Look at the grand truth of what is illumined, what illumines and the Illumination, by the concluding paragraph on ‘de-superimposition’ from Vedantra SAra of Sadananda (of the 15th century,), translated by Swami Nikhilananda: “As the light of a lamp cannot illumine the lustre of the sun but is overpowered by it, so Consciousness reflected in that state of the mind is unable to illumine the supreme Brahman, self-effulgent and identical with the individual self, and is overpowered by it. And on the destruction of this state of Absolute Oneness with which that Consciousness is associated, there remains only the Supreme Brahman, identical with the individual self, the JIva, just as the image of a face in a looking-glass is resolved into the face itself when the looking-glass is removed. Such being the case, there is no contradiction between the Brihadaranyaka Upanishad statement “By the mind alone it is to be perceived” (Br. U. IV -4-19), and the Kenopanishad statement “That which cannot be thought of by the mind” (Kena U: I – 5).
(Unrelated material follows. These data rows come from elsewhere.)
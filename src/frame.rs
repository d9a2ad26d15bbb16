//! The per-frame update and draw loop.
//!
//! [`FrameLoop`] owns the particle pool and drives it through the
//! [`EventSource`] and [`Renderer`] seams:
//!
//! 1. drain events (a close request ends the loop before anything is drawn)
//! 2. compute `dt` from the event source's clock
//! 3. clear
//! 4. integrate every particle, then respawn the dead ones
//! 5. glow pass: one large unmodulated sprite per particle
//! 6. particle pass: one colorized sprite per particle
//! 7. present
//!
//! Respawning after integration means a particle that dies during this
//! frame is already back at the origin when it is drawn.

use crate::backend::{ColorMod, EventSource, LoopEvent, Renderer, SpriteRect, TextureHandle};
use crate::colorizer::Colorizer;
use crate::config::Settings;
use crate::emitter::Emitter;
use crate::error::RenderError;
use crate::integrator::Integrator;
use crate::particle::ParticleSystem;
use crate::time::FrameTimer;

/// Lifecycle of the loop.
#[derive(Debug, Clone, Copy, PartialEq, Eq)]
pub enum LoopState {
    /// Created, clock not read yet.
    Initializing,
    /// Producing frames.
    Running,
    /// A close event arrived. Terminal.
    Terminating,
}

/// Textures used by the two draw passes.
#[derive(Debug, Clone, Copy, PartialEq, Eq)]
pub struct Sprites {
    /// Additive sprite, tinted per particle.
    pub particle: TextureHandle,
    /// Alpha-blended halo drawn underneath, twice the particle size.
    pub glow: TextureHandle,
}

/// Simulation context plus the state machine that advances it.
#[derive(Debug)]
pub struct FrameLoop {
    state: LoopState,
    system: ParticleSystem,
    integrator: Integrator,
    emitter: Emitter,
    colorizer: Colorizer,
    sprites: Sprites,
    timer: FrameTimer,
}

impl FrameLoop {
    pub fn new(settings: &Settings, system: ParticleSystem, sprites: Sprites) -> Self {
        Self {
            state: LoopState::Initializing,
            system,
            integrator: Integrator::new(settings.gravity),
            emitter: Emitter::from_settings(settings),
            colorizer: Colorizer::from_settings(settings),
            sprites,
            timer: FrameTimer::new(0),
        }
    }

    pub fn state(&self) -> LoopState {
        self.state
    }

    pub fn system(&self) -> &ParticleSystem {
        &self.system
    }

    pub fn system_mut(&mut self) -> &mut ParticleSystem {
        &mut self.system
    }

    /// Frames produced so far.
    pub fn frame(&self) -> u64 {
        self.timer.frame()
    }

    /// Read the clock and enter `Running`. No-op once started.
    pub fn start<E: EventSource + ?Sized>(&mut self, events: &E) {
        if self.state == LoopState::Initializing {
            self.timer = FrameTimer::new(events.current_time_ms());
            self.state = LoopState::Running;
            log::debug!("frame loop started with {} particles", self.system.len());
        }
    }

    /// Run one frame. Returns the state after the frame.
    ///
    /// Starts the loop first if needed. Once `Terminating`, further calls
    /// do nothing.
    pub fn tick<E, R>(&mut self, events: &mut E, renderer: &mut R) -> Result<LoopState, RenderError>
    where
        E: EventSource + ?Sized,
        R: Renderer + ?Sized,
    {
        self.start(&*events);
        if self.state == LoopState::Terminating {
            return Ok(self.state);
        }

        while let Some(event) = events.poll_event() {
            match event {
                LoopEvent::Close => {
                    log::info!("close requested after {} frames", self.timer.frame());
                    self.state = LoopState::Terminating;
                    return Ok(self.state);
                }
            }
        }

        let dt = self.timer.tick(events.current_time_ms());
        if self.timer.frame() % 600 == 0 {
            log::debug!("frame {} dt {} ms ({:.1} fps)", self.timer.frame(), dt, self.timer.fps());
        }

        renderer.clear();
        self.update(dt);
        self.draw(renderer);
        renderer.present()?;

        Ok(self.state)
    }

    /// Run frames until a close event arrives or presenting fails.
    pub fn run<E, R>(&mut self, events: &mut E, renderer: &mut R) -> Result<(), RenderError>
    where
        E: EventSource + ?Sized,
        R: Renderer + ?Sized,
    {
        self.start(&*events);
        while self.tick(events, renderer)? != LoopState::Terminating {}
        Ok(())
    }

    /// Integrate, then respawn dead slots.
    pub fn update(&mut self, dt: u32) {
        let (particles, rng) = self.system.parts_mut();
        for particle in particles.iter_mut() {
            let moved = self.integrator.step(*particle, dt);
            *particle = self.emitter.emit(moved, dt, rng);
        }
    }

    /// Queue the glow pass followed by the particle pass.
    pub fn draw<R: Renderer + ?Sized>(&self, renderer: &mut R) {
        let particles = self.system.particles();

        for p in particles {
            let size = self.colorizer.size(p.life);
            let dest = SpriteRect::square(p.position.x - size, p.position.y - size, size * 2.0);
            renderer.draw_sprite(self.sprites.glow, dest, ColorMod::WHITE);
        }

        for p in particles {
            let shade = self.colorizer.shade(p.life);
            let half = shade.size / 2.0;
            let dest = SpriteRect::square(p.position.x - half, p.position.y - half, shade.size);
            renderer.draw_sprite(self.sprites.particle, dest, shade.color);
        }
    }
}

#[cfg(test)]
mod tests {
    use super::*;
    use crate::particle::Particle;
    use glam::Vec2;
    use std::collections::VecDeque;

    struct Script {
        times: VecDeque<u64>,
        now: u64,
        close_at: Option<u64>,
    }

    impl Script {
        fn new(times: &[u64]) -> Self {
            Self {
                times: times.iter().copied().collect(),
                now: 0,
                close_at: None,
            }
        }
    }

    impl EventSource for Script {
        fn poll_event(&mut self) -> Option<LoopEvent> {
            // Each frame reads the clock once after polling, so advance here.
            if let Some(t) = self.times.pop_front() {
                self.now = t;
            }
            match self.close_at {
                Some(t) if self.now >= t => {
                    self.close_at = None;
                    Some(LoopEvent::Close)
                }
                _ => None,
            }
        }

        fn current_time_ms(&self) -> u64 {
            self.now
        }
    }

    #[derive(Default)]
    struct Recorder {
        clears: usize,
        draws: Vec<(TextureHandle, SpriteRect, ColorMod)>,
        presents: usize,
    }

    impl Renderer for Recorder {
        fn clear(&mut self) {
            self.clears += 1;
            self.draws.clear();
        }

        fn draw_sprite(&mut self, texture: TextureHandle, dest: SpriteRect, color: ColorMod) {
            self.draws.push((texture, dest, color));
        }

        fn present(&mut self) -> Result<(), RenderError> {
            self.presents += 1;
            Ok(())
        }
    }

    fn sprites() -> Sprites {
        Sprites {
            particle: TextureHandle::from_raw(0),
            glow: TextureHandle::from_raw(1),
        }
    }

    fn single(life: i32, position: Vec2) -> FrameLoop {
        let settings = Settings::default();
        let system = ParticleSystem::from_particles(vec![Particle::new(position, Vec2::ZERO, life)], 1);
        FrameLoop::new(&settings, system, sprites())
    }

    #[test]
    fn test_starts_initializing() {
        let frame_loop = single(1000, Vec2::ZERO);
        assert_eq!(frame_loop.state(), LoopState::Initializing);
    }

    #[test]
    fn test_debug_shows_state() {
        let frame_loop = single(1000, Vec2::ZERO);
        assert!(format!("{frame_loop:?}").contains("Initializing"));
    }

    #[test]
    fn test_start_reads_clock_once() {
        let mut frame_loop = single(1000, Vec2::ZERO);
        let mut events = Script::new(&[]);
        events.now = 40;
        frame_loop.start(&events);
        assert_eq!(frame_loop.state(), LoopState::Running);

        events.times.push_back(56);
        let mut renderer = Recorder::default();
        frame_loop.tick(&mut events, &mut renderer).unwrap();
        assert_eq!(frame_loop.system().particles()[0].life, 984);
    }

    #[test]
    fn test_draw_order_glow_then_particle() {
        let mut frame_loop = single(1000, Vec2::new(100.0, 100.0));
        let mut events = Script::new(&[0, 0]);
        let mut renderer = Recorder::default();

        frame_loop.start(&events);
        frame_loop.tick(&mut events, &mut renderer).unwrap();

        assert_eq!(renderer.clears, 1);
        assert_eq!(renderer.presents, 1);
        assert_eq!(
            renderer.draws,
            vec![
                (TextureHandle::from_raw(1), SpriteRect::new(84, 84, 32, 32), ColorMod::WHITE),
                (TextureHandle::from_raw(0), SpriteRect::new(92, 92, 16, 16), ColorMod::WHITE),
            ]
        );
    }

    #[test]
    fn test_close_skips_frame() {
        let mut frame_loop = single(1000, Vec2::ZERO);
        let mut events = Script::new(&[16]);
        events.close_at = Some(16);
        let mut renderer = Recorder::default();

        frame_loop.start(&events);
        assert_eq!(frame_loop.tick(&mut events, &mut renderer).unwrap(), LoopState::Terminating);
        assert_eq!(renderer.presents, 0);
        assert_eq!(renderer.draws.len(), 0);

        // Terminal: nothing else happens.
        assert_eq!(frame_loop.tick(&mut events, &mut renderer).unwrap(), LoopState::Terminating);
        assert_eq!(renderer.presents, 0);
    }

    #[test]
    fn test_expired_particle_respawned_same_frame() {
        let mut frame_loop = single(10, Vec2::new(-16.0, -16.0));
        frame_loop.update(16);

        let p = frame_loop.system().particles()[0];
        assert!(p.life >= 1000);
        assert_eq!(p.position, Settings::default().origin);
    }

    #[test]
    fn test_edited_particle_respawns_next_update() {
        let mut frame_loop = single(1000, Vec2::new(50.0, 60.0));
        frame_loop.system_mut().particles_mut()[0].life = 0;
        frame_loop.update(0);

        let p = frame_loop.system().particles()[0];
        assert!(p.life >= 1000);
        assert_eq!(p.position, Settings::default().origin);
    }

    #[test]
    fn test_present_failure_propagates() {
        struct Failing;
        impl Renderer for Failing {
            fn clear(&mut self) {}
            fn draw_sprite(&mut self, _: TextureHandle, _: SpriteRect, _: ColorMod) {}
            fn present(&mut self) -> Result<(), RenderError> {
                Err(RenderError::Backend("lost".into()))
            }
        }

        let mut frame_loop = single(1000, Vec2::ZERO);
        let mut events = Script::new(&[0, 16, 32]);
        let result = frame_loop.run(&mut events, &mut Failing);
        assert!(matches!(result, Err(RenderError::Backend(_))));
        assert_eq!(frame_loop.state(), LoopState::Running);
    }
}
We are to suppose that the unknown Brahman is brought into contact only with the mental state, - which simply destroys the JIva’s ignorance concerning Brahman, but does not help to reveal it -- but not with the underlying Consciousness, because Brahman is self-luminous and it does not require the help of another Consciousness to reveal itself.” Thus it is that what is illumined, what illumines and the Illumination are all Brahman – recalling to us the immortal verse (4 – 24) from the Gita.